Series editor’s short introduction

This is the eleventh volume in my book series on Language Competence and Language Awareness in Europe. I am happy that this volume highlights the ideologically and sociologically loaded topic area of language policy. The Baltic Scholar Kessler and the Finno-Ugrian Philologist Pantermöller study language contacts and conflicts within and across the borders of sparsely populated national cultures in Scandinavia (Sweden and Finland), and the Baltics (Lithuania, Estonia). These European Union member states who, according to Eurostat (May 2019), are the member states at the bottom line in population density of all 27 states, went through complex political and social histories during the last hundred years. As a consequence the population is faced with diverse language options within and across their national boundaries: Languages serve different functions, and have a variant status depending on who chooses which communicative code with whom, and in which communicative context. This fringe part of Europe is also of particular interest to systemic contact linguists since languages of different typologies clash into each other in this part of Europe (Indo-European/Germanic and Finno-Ugric/Finnic languages). On top of that we can encounter clashes between less and more demographically powerful national cum regional languages (Swedish versus Finnish; Latvian/Estonian/Lithuanian versus Russian), and modern, or even global versus ancestral languages that characterize the language hub (e.g. English and e.g. Sami).

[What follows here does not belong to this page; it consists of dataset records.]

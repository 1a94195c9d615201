//! Integration payloads.

use chrono::{DateTime, Utc};
use serde::{Deserialize, Serialize};

#[derive(Debug, Clone, Default, PartialEq, Eq, Serialize, Deserialize)]
#[serde(rename_all = "camelCase")]
pub struct IntegrationIn {
    pub name: String,
    /// Feature flags the integration's key may use.
    #[serde(default, skip_serializing_if = "Option::is_none")]
    pub feature_flags: Option<Vec<String>>,
}

#[derive(Debug, Clone, Default, PartialEq, Eq, Serialize, Deserialize)]
#[serde(rename_all = "camelCase")]
pub struct IntegrationUpdate {
    pub name: String,
    #[serde(default, skip_serializing_if = "Option::is_none")]
    pub feature_flags: Option<Vec<String>>,
}

#[derive(Debug, Clone, PartialEq, Eq, Serialize, Deserialize)]
#[serde(rename_all = "camelCase")]
pub struct IntegrationOut {
    /// The integration's ID.
    pub id: String,
    pub name: String,
    #[serde(default, skip_serializing_if = "Option::is_none")]
    pub feature_flags: Option<Vec<String>>,
    pub created_at: DateTime<Utc>,
    pub updated_at: DateTime<Utc>,
}

#[derive(Debug, Clone, PartialEq, Eq, Serialize, Deserialize)]
pub struct IntegrationKeyOut {
    pub key: String,
}
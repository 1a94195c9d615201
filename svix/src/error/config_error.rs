//! Client configuration errors.

use thiserror::Error;

/// Errors in client configuration.
///
/// These are raised while constructing a [`Svix`](crate::Svix) client and
/// always indicate invalid options. No network I/O has happened when one of
/// these is returned.
#[derive(Debug, Error)]
pub enum ConfigError {
    /// The retry schedule has more entries than the service allows.
    #[error("number of retries must not exceed {max} (got {len})")]
    RetryScheduleTooLong {
        /// Number of entries supplied.
        len: usize,
        /// Maximum number of entries allowed.
        max: usize,
    },

    /// URL parsing failed.
    #[error("Invalid URL: {0}")]
    InvalidUrl(#[from] url::ParseError),

    /// The server URL does not use `http` or `https`.
    #[error("Unsupported URL scheme: {scheme}")]
    UnsupportedScheme {
        /// The scheme that was supplied.
        scheme: String,
    },

    /// A default header name or value is not valid HTTP.
    #[error("Invalid header {name}: {message}")]
    InvalidHeader {
        /// The offending header name.
        name: String,
        /// Why the header was rejected.
        message: String,
    },

    /// A required environment variable is not set.
    #[error("Missing environment variable: {var}")]
    MissingEnv {
        /// The variable that was checked.
        var: &'static str,
    },

    /// The HTTP transport could not be constructed.
    #[error("Failed to build HTTP client: {0}")]
    HttpClient(#[source] reqwest::Error),
}

impl ConfigError {
    /// Creates an invalid header error.
    pub fn invalid_header(name: impl Into<String>, message: impl ToString) -> Self {
        Self::InvalidHeader {
            name: name.into(),
            message: message.to_string(),
        }
    }
}

#[cfg(test)]
mod tests {
    use super::*;

    #[test]
    fn test_retry_schedule_too_long_names_limit() {
        let err = ConfigError::RetryScheduleTooLong { len: 6, max: 5 };
        assert_eq!(err.to_string(), "number of retries must not exceed 5 (got 6)");
    }

    #[test]
    fn test_invalid_url() {
        let url_err = url::Url::parse("not-a-url").unwrap_err();
        let err = ConfigError::InvalidUrl(url_err);
        assert!(err.to_string().contains("Invalid URL"));
    }

    #[test]
    fn test_missing_env() {
        let err = ConfigError::MissingEnv {
            var: "SVIX_AUTH_TOKEN",
        };
        assert_eq!(err.to_string(), "Missing environment variable: SVIX_AUTH_TOKEN");
    }

    #[test]
    fn test_invalid_header() {
        let err = ConfigError::invalid_header("x-bad header", "invalid HTTP header name");
        assert!(err.to_string().contains("x-bad header"));
    }
}
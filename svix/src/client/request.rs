//! Per-call request description.
//!
//! A [`Request`] names an operation by method and path template and carries
//! its path, query and header parameters plus an optional JSON body. It is
//! built fresh for each call and consumed by the executor.

use std::collections::{BTreeMap, HashMap};

use chrono::{DateTime, SecondsFormat, Utc};
use reqwest::header::{HeaderMap, HeaderName, HeaderValue};
use serde::Serialize;
use url::Url;

use crate::error::{Result, SvixError, ValidationError};
use crate::method::RestMethod;
use crate::models::{MessageStatus, Ordering, StatusCodeClass};

/// Header carrying the caller's idempotency key.
pub const IDEMPOTENCY_KEY_HEADER: &str = "idempotency-key";

/// Conversion of typed parameters to their query-string form.
pub trait QueryValue {
    fn to_query_value(&self) -> String;
}

macro_rules! display_query_value {
    ($($ty:ty),+ $(,)?) => {
        $(impl QueryValue for $ty {
            fn to_query_value(&self) -> String {
                self.to_string()
            }
        })+
    };
}

display_query_value!(String, &str, bool, i32, i64, u16, u32, u64, Ordering);

impl QueryValue for DateTime<Utc> {
    fn to_query_value(&self) -> String {
        self.to_rfc3339_opts(SecondsFormat::AutoSi, true)
    }
}

impl QueryValue for MessageStatus {
    fn to_query_value(&self) -> String {
        self.code().to_string()
    }
}

impl QueryValue for StatusCodeClass {
    fn to_query_value(&self) -> String {
        self.code().to_string()
    }
}

/// One remote operation, ready to be executed.
///
/// ## Examples
///
/// ```rust,ignore
/// use svix::client::Request;
/// use svix::RestMethod;
///
/// let app: ApplicationOut = Request::new(RestMethod::Get, "/api/v1/app/{app_id}")
///     .with_path_param("app_id", "app_123")
///     .execute(&svix)
///     .await?;
/// ```
#[derive(Debug)]
pub struct Request {
    method: RestMethod,
    path: &'static str,
    path_params: HashMap<&'static str, String>,
    query_params: Vec<(&'static str, String)>,
    header_params: BTreeMap<&'static str, String>,
    body: Option<std::result::Result<Vec<u8>, serde_json::Error>>,
}

impl Request {
    pub fn new(method: RestMethod, path: &'static str) -> Self {
        Self {
            method,
            path,
            path_params: HashMap::new(),
            query_params: Vec::new(),
            header_params: BTreeMap::new(),
            body: None,
        }
    }

    pub fn method(&self) -> RestMethod {
        self.method
    }

    pub fn with_path_param(mut self, name: &'static str, value: impl Into<String>) -> Self {
        self.path_params.insert(name, value.into());
        self
    }

    pub fn with_query_param(mut self, name: &'static str, value: impl QueryValue) -> Self {
        self.query_params.push((name, value.to_query_value()));
        self
    }

    /// Adds a query parameter only when `value` is `Some`.
    pub fn with_optional_query_param<V: QueryValue>(
        self,
        name: &'static str,
        value: Option<V>,
    ) -> Self {
        match value {
            Some(v) => self.with_query_param(name, v),
            None => self,
        }
    }

    /// Adds one `name=value` pair per item, when `values` is `Some`.
    pub fn with_optional_query_list<V: QueryValue>(
        mut self,
        name: &'static str,
        values: Option<Vec<V>>,
    ) -> Self {
        for v in values.into_iter().flatten() {
            self.query_params.push((name, v.to_query_value()));
        }
        self
    }

    /// Adds a header only when `value` is `Some`. A later value for the same
    /// name replaces the earlier one.
    pub fn with_optional_header_param(
        mut self,
        name: &'static str,
        value: Option<impl Into<String>>,
    ) -> Self {
        if let Some(v) = value {
            self.header_params.insert(name, v.into());
        }
        self
    }

    /// Attaches the caller's idempotency key, unchanged, when one is given
    /// and the method honors it. Keys on other methods are dropped.
    pub fn with_idempotency_key(self, key: Option<String>) -> Self {
        if !self.method.accepts_idempotency_key() {
            return self;
        }
        self.with_optional_header_param(IDEMPOTENCY_KEY_HEADER, key)
    }

    /// Serializes `body` as the JSON request body. Encoding errors surface
    /// when the request is executed.
    pub fn with_body<B: Serialize + ?Sized>(mut self, body: &B) -> Self {
        self.body = Some(serde_json::to_vec(body));
        self
    }

    /// Converts the per-call headers into a header map.
    ///
    /// ## Errors
    ///
    /// Returns [`SvixError::InvalidHeaderParam`] for the first name or value
    /// that cannot be sent.
    pub(crate) fn headers(&self) -> Result<HeaderMap> {
        let mut headers = HeaderMap::with_capacity(self.header_params.len());
        for (name, value) in &self.header_params {
            let invalid = |message: String| SvixError::InvalidHeaderParam {
                name: name.to_string(),
                message,
            };
            let header_name =
                HeaderName::try_from(*name).map_err(|e| invalid(e.to_string()))?;
            let header_value =
                HeaderValue::try_from(value.as_str()).map_err(|e| invalid(e.to_string()))?;
            headers.insert(header_name, header_value);
        }
        Ok(headers)
    }

    /// Takes the encoded body out of the request.
    pub(crate) fn take_body(&mut self) -> Result<Option<Vec<u8>>> {
        self.body
            .take()
            .transpose()
            .map_err(|e| ValidationError::Encode(e).into())
    }

    /// Builds the full URL: the server URL, the expanded path, then the
    /// query string.
    ///
    /// Each placeholder must have a path parameter. Values are
    /// percent-encoded so they always stay within one path segment.
    ///
    /// ## Errors
    ///
    /// Returns [`SvixError::MissingPathParam`] for the first placeholder
    /// without a value, and [`SvixError::InvalidPathParam`] when a value
    /// would expand its segment to `""`, `"."` or `".."`.
    pub fn url(&self, base_url: &Url) -> Result<Url> {
        let mut segments = Vec::new();
        for raw in self.path.split('/').filter(|s| !s.is_empty()) {
            segments.push(self.expand_segment(raw)?);
        }

        let mut url = base_url.clone();
        {
            let mut path = url.path_segments_mut().map_err(|()| {
                crate::error::ConfigError::UnsupportedScheme {
                    scheme: base_url.scheme().to_string(),
                }
            })?;
            path.pop_if_empty().extend(segments.iter());
        }

        if !self.query_params.is_empty() {
            url.query_pairs_mut()
                .extend_pairs(self.query_params.iter().map(|(k, v)| (*k, v.as_str())));
        }
        Ok(url)
    }

    fn expand_segment(&self, segment: &str) -> Result<String> {
        let mut out = String::with_capacity(segment.len());
        let mut last = None;
        let mut rest = segment;
        while let Some(open) = rest.find('{') {
            let Some(close) = rest[open..].find('}') else {
                break;
            };
            let name = &rest[open + 1..open + close];
            let value = self
                .path_params
                .get(name)
                .ok_or_else(|| SvixError::MissingPathParam {
                    param: name.to_string(),
                    template: self.path.to_string(),
                })?;
            out.push_str(&rest[..open]);
            out.push_str(value);
            last = Some((name, value));
            rest = &rest[open + close + 1..];
        }
        out.push_str(rest);

        // Dot segments are collapsed by URL normalization and empty ones shift
        // the route, so neither may come from a parameter.
        if let Some((name, value)) = last {
            if matches!(out.as_str(), "" | "." | "..") {
                return Err(SvixError::InvalidPathParam {
                    param: name.to_string(),
                    value: value.clone(),
                    template: self.path.to_string(),
                });
            }
        }
        Ok(out)
    }
}
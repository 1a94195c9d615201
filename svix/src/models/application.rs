//! Application payloads.
//!
//! An application is where messages are sent to; usually one per customer of
//! the calling platform.

use std::collections::HashMap;

use chrono::{DateTime, Utc};
use serde::{Deserialize, Serialize};

use super::Nullable;

#[derive(Debug, Clone, Default, PartialEq, Serialize, Deserialize)]
#[serde(rename_all = "camelCase")]
pub struct ApplicationIn {
    pub name: String,
    #[serde(default, skip_serializing_if = "Option::is_none")]
    pub rate_limit: Option<u16>,
    /// Optional unique identifier for the application.
    #[serde(default, skip_serializing_if = "Option::is_none")]
    pub uid: Option<String>,
    #[serde(default, skip_serializing_if = "Option::is_none")]
    pub metadata: Option<HashMap<String, String>>,
}

impl ApplicationIn {
    pub fn new(name: impl Into<String>) -> Self {
        Self {
            name: name.into(),
            ..Default::default()
        }
    }
}

#[derive(Debug, Clone, PartialEq, Serialize, Deserialize)]
#[serde(rename_all = "camelCase")]
pub struct ApplicationOut {
    /// The application's ID.
    pub id: String,
    #[serde(default, skip_serializing_if = "Option::is_none")]
    pub uid: Option<String>,
    pub name: String,
    #[serde(default, skip_serializing_if = "Option::is_none")]
    pub rate_limit: Option<u16>,
    pub metadata: HashMap<String, String>,
    pub created_at: DateTime<Utc>,
    pub updated_at: DateTime<Utc>,
}

/// Partial update of an application. Only set fields are changed; `Null`
/// clears a field.
#[derive(Debug, Clone, Default, PartialEq, Serialize, Deserialize)]
#[serde(rename_all = "camelCase")]
pub struct ApplicationPatch {
    #[serde(default, skip_serializing_if = "Option::is_none")]
    pub name: Option<String>,
    #[serde(default, skip_serializing_if = "Nullable::is_absent")]
    pub rate_limit: Nullable<u16>,
    #[serde(default, skip_serializing_if = "Nullable::is_absent")]
    pub uid: Nullable<String>,
    #[serde(default, skip_serializing_if = "Option::is_none")]
    pub metadata: Option<HashMap<String, String>>,
}

#[cfg(test)]
mod tests {
    use super::*;
    use crate::models::nullable::arb_nullable;
    use proptest::collection::hash_map;
    use proptest::option;
    use proptest::prelude::*;
    use serde_json::json;

    #[test]
    fn test_application_in_skips_unset_fields() {
        let json = serde_json::to_value(ApplicationIn::new("Acme")).unwrap();
        assert_eq!(json, json!({ "name": "Acme" }));
    }

    #[test]
    fn test_application_out_requires_id() {
        let body = json!({
            "name": "Acme",
            "metadata": {},
            "createdAt": "2024-01-01T00:00:00Z",
            "updatedAt": "2024-01-01T00:00:00Z"
        });
        assert!(serde_json::from_value::<ApplicationOut>(body).is_err());
    }

    #[test]
    fn test_application_out_decodes() {
        let body = json!({
            "id": "app_1srOrx2ZWZBpBUvZwXKQmoEYga2",
            "uid": "acme",
            "name": "Acme",
            "rateLimit": 100,
            "metadata": { "tier": "gold" },
            "createdAt": "2024-01-01T00:00:00Z",
            "updatedAt": "2024-01-02T00:00:00Z"
        });
        let app: ApplicationOut = serde_json::from_value(body).unwrap();
        assert_eq!(app.uid.as_deref(), Some("acme"));
        assert_eq!(app.rate_limit, Some(100));
        assert_eq!(app.metadata["tier"], "gold");
    }

    proptest! {
        #[test]
        fn prop_application_patch_round_trips(
            name in option::of("[a-zA-Z ]{0,16}"),
            rate_limit in arb_nullable(any::<u16>()),
            uid in arb_nullable("[a-z0-9_-]{1,12}"),
            metadata in option::of(hash_map("[a-z]{1,6}", "[a-z0-9]{0,6}", 0..4)),
        ) {
            let patch = ApplicationPatch { name, rate_limit, uid, metadata };
            let json = serde_json::to_value(&patch).unwrap();
            if patch.uid.is_absent() {
                prop_assert!(json.get("uid").is_none());
            }
            let back: ApplicationPatch = serde_json::from_value(json).unwrap();
            prop_assert_eq!(back, patch);
        }
    }
}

The volume stem from a project that empirically, and critically researched language policy in the poly-lingual language cultures of Finland and Lithuania. At the core of the quantitative and qualitative study lies the (semantically) fuzzy concept of language attitudes. Language attitudes, and language opinions, or sentimentalism in the European North/North-East are grounded in political changes and migration before, and after World War II, as well as in the social and economic changes following the break-down of the soviet regime almost thirty years ago

The publication as a collected volume developed from the editors’ final project report to the German Research Foundation in 2016/17. The report was supplemented by invited papers from specialists in Baltic, and Finnic language cultures that focus on language choice in varying domains and genres. It is the first empirical study of language attitudes and language policy in Finland and Lithuania in book form.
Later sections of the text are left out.